Filter the listing below, keeping only the lines with the word "http".

---

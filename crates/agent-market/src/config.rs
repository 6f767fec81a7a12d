//! Configuration for market-data operations

use crate::error::{MarketError, Result};
use crate::tools::trending::RESOLUTIONS;
use serde::{Deserialize, Serialize};
use std::time::Duration;
use url::Url;

/// Environment variable holding the market-data API base URL
pub const ENV_API_URL: &str = "MARKET_API_URL";
/// Environment variable holding the request timeout in seconds
pub const ENV_TIMEOUT_SECS: &str = "MARKET_API_TIMEOUT_SECS";

/// Configuration for the market-data API and the tools built on it
#[derive(Debug, Clone, Serialize, Deserialize)]
pub struct MarketConfig {
    /// Base URL of the market-data API, without a trailing path
    pub api_base_url: String,

    /// Request timeout duration
    pub request_timeout: Duration,

    /// Network the trending endpoint is queried for
    pub network: String,

    /// Page size requested from the search endpoint
    pub search_page_size: u32,

    /// Liquidity a search result needs to be listed (exclusive)
    pub min_liquidity_usd: f64,

    /// Maximum number of search results returned
    pub max_search_results: usize,

    /// Trending pairs returned when no limit is given
    pub default_trending_limit: u32,

    /// Upper bound on the trending limit a caller may ask for
    pub max_trending_limit: u32,

    /// Trending resolution used when none is given
    pub default_resolution: String,
}

impl Default for MarketConfig {
    fn default() -> Self {
        Self {
            api_base_url: String::new(),
            request_timeout: Duration::from_secs(30),
            network: "sui".to_string(),
            search_page_size: 10,
            min_liquidity_usd: 10_000.0,
            max_search_results: 10,
            default_trending_limit: 5,
            max_trending_limit: 50,
            default_resolution: "5m".to_string(),
        }
    }
}

impl MarketConfig {
    /// Create a new configuration builder
    pub fn builder() -> MarketConfigBuilder {
        MarketConfigBuilder::default()
    }

    /// Load from the process environment
    ///
    /// `MARKET_API_URL` is required; `MARKET_API_TIMEOUT_SECS` is optional.
    pub fn from_env() -> Result<Self> {
        Self::from_lookup(|key| std::env::var(key).ok())
    }

    /// Load through an arbitrary lookup function
    pub fn from_lookup(lookup: impl Fn(&str) -> Option<String>) -> Result<Self> {
        let api_base_url = lookup(ENV_API_URL).ok_or_else(|| {
            MarketError::Config(format!("{ENV_API_URL} environment variable not set"))
        })?;

        let mut builder = Self::builder().api_base_url(api_base_url);
        if let Some(raw) = lookup(ENV_TIMEOUT_SECS) {
            let secs: u64 = raw
                .parse()
                .map_err(|_| MarketError::Config(format!("invalid {ENV_TIMEOUT_SECS} '{raw}'")))?;
            builder = builder.request_timeout(Duration::from_secs(secs));
        }
        builder.build()
    }

    /// Validate the configuration
    pub fn validate(&self) -> Result<()> {
        let url = Url::parse(&self.api_base_url).map_err(|e| {
            MarketError::Config(format!("invalid API base URL '{}': {e}", self.api_base_url))
        })?;
        if !matches!(url.scheme(), "http" | "https") {
            return Err(MarketError::Config(format!(
                "API base URL must be http or https, got '{}'",
                url.scheme()
            )));
        }

        if self.request_timeout.is_zero() {
            return Err(MarketError::Config(
                "request_timeout must be greater than 0".to_string(),
            ));
        }

        if self.search_page_size == 0
            || self.max_search_results == 0
            || self.default_trending_limit == 0
            || self.max_trending_limit == 0
        {
            return Err(MarketError::Config(
                "limits must be greater than 0".to_string(),
            ));
        }

        if self.default_trending_limit > self.max_trending_limit {
            return Err(MarketError::Config(
                "default_trending_limit must not exceed max_trending_limit".to_string(),
            ));
        }

        if !RESOLUTIONS.contains(&self.default_resolution.as_str()) {
            return Err(MarketError::Config(format!(
                "default_resolution must be one of {}, got '{}'",
                RESOLUTIONS.join(", "),
                self.default_resolution
            )));
        }

        Ok(())
    }

    /// Full URL for an API path
    pub fn endpoint(&self, path: &str) -> String {
        format!("{}{path}", self.api_base_url.trim_end_matches('/'))
    }
}

/// Builder for MarketConfig
#[derive(Debug, Default)]
pub struct MarketConfigBuilder {
    api_base_url: Option<String>,
    request_timeout: Option<Duration>,
    network: Option<String>,
    min_liquidity_usd: Option<f64>,
    max_search_results: Option<usize>,
    default_trending_limit: Option<u32>,
    max_trending_limit: Option<u32>,
    default_resolution: Option<String>,
}

impl MarketConfigBuilder {
    /// Set the API base URL
    pub fn api_base_url(mut self, url: impl Into<String>) -> Self {
        self.api_base_url = Some(url.into());
        self
    }

    /// Set request timeout
    pub fn request_timeout(mut self, duration: Duration) -> Self {
        self.request_timeout = Some(duration);
        self
    }

    /// Set the network for trending queries
    pub fn network(mut self, network: impl Into<String>) -> Self {
        self.network = Some(network.into());
        self
    }

    /// Set the search liquidity threshold
    pub fn min_liquidity_usd(mut self, value: f64) -> Self {
        self.min_liquidity_usd = Some(value);
        self
    }

    /// Set the maximum number of search results
    pub fn max_search_results(mut self, value: usize) -> Self {
        self.max_search_results = Some(value);
        self
    }

    /// Set the default trending limit
    pub fn default_trending_limit(mut self, value: u32) -> Self {
        self.default_trending_limit = Some(value);
        self
    }

    /// Set the maximum trending limit
    pub fn max_trending_limit(mut self, value: u32) -> Self {
        self.max_trending_limit = Some(value);
        self
    }

    /// Set the default trending resolution
    pub fn default_resolution(mut self, resolution: impl Into<String>) -> Self {
        self.default_resolution = Some(resolution.into());
        self
    }

    /// Build and validate the configuration
    pub fn build(self) -> Result<MarketConfig> {
        let defaults = MarketConfig::default();
        let config = MarketConfig {
            api_base_url: self
                .api_base_url
                .ok_or_else(|| MarketError::Config("API base URL not set".to_string()))?,
            request_timeout: self.request_timeout.unwrap_or(defaults.request_timeout),
            network: self.network.unwrap_or(defaults.network),
            search_page_size: defaults.search_page_size,
            min_liquidity_usd: self.min_liquidity_usd.unwrap_or(defaults.min_liquidity_usd),
            max_search_results: self.max_search_results.unwrap_or(defaults.max_search_results),
            default_trending_limit: self
                .default_trending_limit
                .unwrap_or(defaults.default_trending_limit),
            max_trending_limit: self.max_trending_limit.unwrap_or(defaults.max_trending_limit),
            default_resolution: self.default_resolution.unwrap_or(defaults.default_resolution),
        };

        config.validate()?;
        Ok(config)
    }
}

---

_Written response_
        if !matches!(url.scheme(), "http" | "https") {
                "API base URL must be http or https, got '{}'",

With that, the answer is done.